Ceuta, 21 de noviembre de 2015.
Son las 7:25 h de la mañana. Me asomo a la ventana. El firmamento está limpio. No hay ni una nube. Observo el oscuro cielo y logro identificar a la estrella Spiga y a los planetas Venus, Marte y Júpiter.
El horizonte empieza a aclararse y a cambiar a tonos rosáceos. El negro de la noche empieza a dar paso al azul y el celeste. Sólo Venus, con su intenso brillo, resiste al empuje de la luminosidad del ascendente sol. No lo hace para defender la oscuridad, sino para recordarnos el principio femenino del cosmos.
Llevo varios días pensando sobre el continuo movimiento que rige el cosmos. Hay una serie de pautas permanentes, pero lo demás es siempre cambiante. No hay dos días iguales para el que observar con algo de interés a la naturaleza. Algunos días despejados como éste nos permite apreciar con nitidez los distintos matices de azul del cielo. La luz llega la con intensidad que le corresponde a cada estación del año. Esto hace que los colores sean distintos. El mar cambia del azul al verde según las mareas y el oleaje.
Otros días, por el contrario, amanecen plagados de nubes. Dependiendo de su espesor y de la cantidad de agua que portan las nubes visten de color blanco o de gris plomizo. Son muy coquetas. A las nubes les gusta cambiar de apariencia varias veces al día. Al alba se ponen su traje rosa y al ocaso su capa roja.
Las nubes nunca tienen prisa. Es el viento quien las empuja de un lado a otro en función de su temperamento. El viento de poniente las arrastra con ímpetu, mientras que el de levante las amontona sobre nuestra ciudad durante varios días. Todo se tiñe de gris, hasta nuestro ánimo.
Al mar tampoco le gusta demasiado el levante. Se enfada y lanza enormes olas contra el litoral. Le cuesta al mar recuperar su buen humor. Su enfado, que aquí llamamos temporales, dura una media de tres días, a lo que sumar otros tres días de resaca. Se toma las cosas muy a pecho. Es un malhumor profundo.
Por el contrario, el poniente es más jovial. Juega con el mar y le hace cosquillas provocando un enrizamiento de su delicada piel de sal.

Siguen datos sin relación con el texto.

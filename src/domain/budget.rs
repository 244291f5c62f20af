use serde::{Deserialize, Serialize};
use uuid::Uuid;

use crate::domain::common::{Identifiable, NamedEntity};

/// A monthly spending guardrail for one category name.
#[derive(Debug, Clone, Serialize, Deserialize, PartialEq)]
pub struct BudgetCategory {
    pub id: Uuid,
    /// Unique among budgets at creation time (checked at write, not at rest).
    pub name: String,
    pub limit: f64,
    pub color: String,
    /// Legacy stored figure kept for payload compatibility. Displays always
    /// recompute live spending from matching transactions.
    #[serde(default)]
    pub spent: f64,
}

impl BudgetCategory {
    pub fn new(name: impl Into<String>, limit: f64, color: impl Into<String>) -> Self {
        Self {
            id: Uuid::new_v4(),
            name: name.into(),
            limit,
            color: color.into(),
            spent: 0.0,
        }
    }
}

impl Identifiable for BudgetCategory {
    fn id(&self) -> Uuid {
        self.id
    }
}

impl NamedEntity for BudgetCategory {
    fn name(&self) -> &str {
        &self.name
    }
}
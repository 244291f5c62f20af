use uuid::Uuid;

/// Identifies entities that expose a stable unique identifier.
pub trait Identifiable {
    fn id(&self) -> Uuid;
}

/// Provides access to a human-friendly entity name.
pub trait NamedEntity {
    fn name(&self) -> &str;
}
use std::env;
use std::process::ExitCode;

fn main() -> ExitCode {
    tally_core::init();

    let result = match env::args().nth(1).as_deref() {
        None => tally_core::cli::run(),
        Some("dashboard") => tally_core::cli::run_dashboard(),
        Some(other) => {
            eprintln!("Unknown command `{other}`. Usage: tally [dashboard]");
            return ExitCode::FAILURE;
        }
    };

    match result {
        Ok(()) => ExitCode::SUCCESS,
        Err(err) => {
            eprintln!("{err}");
            ExitCode::FAILURE
        }
    }
}
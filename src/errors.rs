use thiserror::Error;

/// Error type that captures common persistence failures.
#[derive(Debug, Error)]
pub enum StoreError {
    #[error("IO error: {0}")]
    Io(#[from] std::io::Error),
    #[error("Serialization error: {0}")]
    Serde(#[from] serde_json::Error),
    #[error("Store lock poisoned")]
    Poisoned,
}
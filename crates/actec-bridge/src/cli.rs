//! Command-line argument parsing with clap.

use std::path::PathBuf;

use clap::{Parser, Subcommand};

/// Connects to an AcTEC gateway and logs what its units report
#[derive(Parser, Debug, Clone)]
#[command(name = "actec-bridge")]
#[command(version, about, long_about = None)]
#[command(args_conflicts_with_subcommands = true, subcommand_negates_reqs = true)]
pub struct Cli {
    #[command(subcommand)]
    pub command: Option<Commands>,

    /// Gateway configuration file, run when no subcommand is given
    #[arg(required = true, value_name = "CONFIG")]
    pub config: Option<PathBuf>,
}

#[derive(Subcommand, Debug, Clone, PartialEq, Eq)]
pub enum Commands {
    /// Connect, load units and log their reports until Ctrl-C
    Run {
        /// Gateway configuration file
        config: PathBuf,
    },

    /// Check that the gateway accepts the configured token
    Probe {
        /// Gateway configuration file
        config: PathBuf,
    },
}

impl Cli {
    /// The command to execute, `run` when only a config path was given
    pub fn into_command(self) -> Commands {
        match self.command {
            Some(command) => command,
            // clap requires CONFIG whenever the subcommand is absent
            None => Commands::Run {
                config: self.config.unwrap_or_default(),
            },
        }
    }
}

Al poniente le encanta gastar bromas. En otoño nos trae nubes dispersas cargadas de agua que nos pone empapados. Nos distrae dejando que el sol luzca con fuerza y cuando estamos confiados empuje a los nubes para que llueva sobre nosotros. Es lo que llamamos vendaval.
El poniente nos trae frío, pero también nos regala imágenes indescriptibles.
Así vivimos los ceutíes: entre levante y poniente. Gracias a ellos todos los días son distintos y en la mayoría de las ocasiones nos brindan la posibilidad de vivir experiencias sensitivas únicas e irrepetibles. Han sido responsables de naufragios, inundaciones y destrozos, y también han servido para llenar las velas de los navegantes que han llegado a esta tierra sagrada y mágica. Nos traen las nubes que decoran nuestro cielo y riegan nuestra tierra. Limpian nuestra atmósfera y secan nuestros bonitos y volaores. A veces nos traen frío y en otras ocasiones calor y humedad, pero siempre están ahí. Sin levante ni poniente Ceuta sería distante y diferente. Yo lo prefiero así: con dos vientos que pugnan por conquistar Ceuta y nunca lo consiguen. Cada viento cumple su misión y ambos están presentes en nuestro carácter, algunas veces pesimista como el levante y la mayor parte de las ocasiones alegre y fresco como el poniente. Uno nos invita a la reflexión y el otro a la acción. Uno nos trae malhumor y el otro nos inunda de alegría y emoción. Ambos son rasgos de Ceuta y los quiero como son.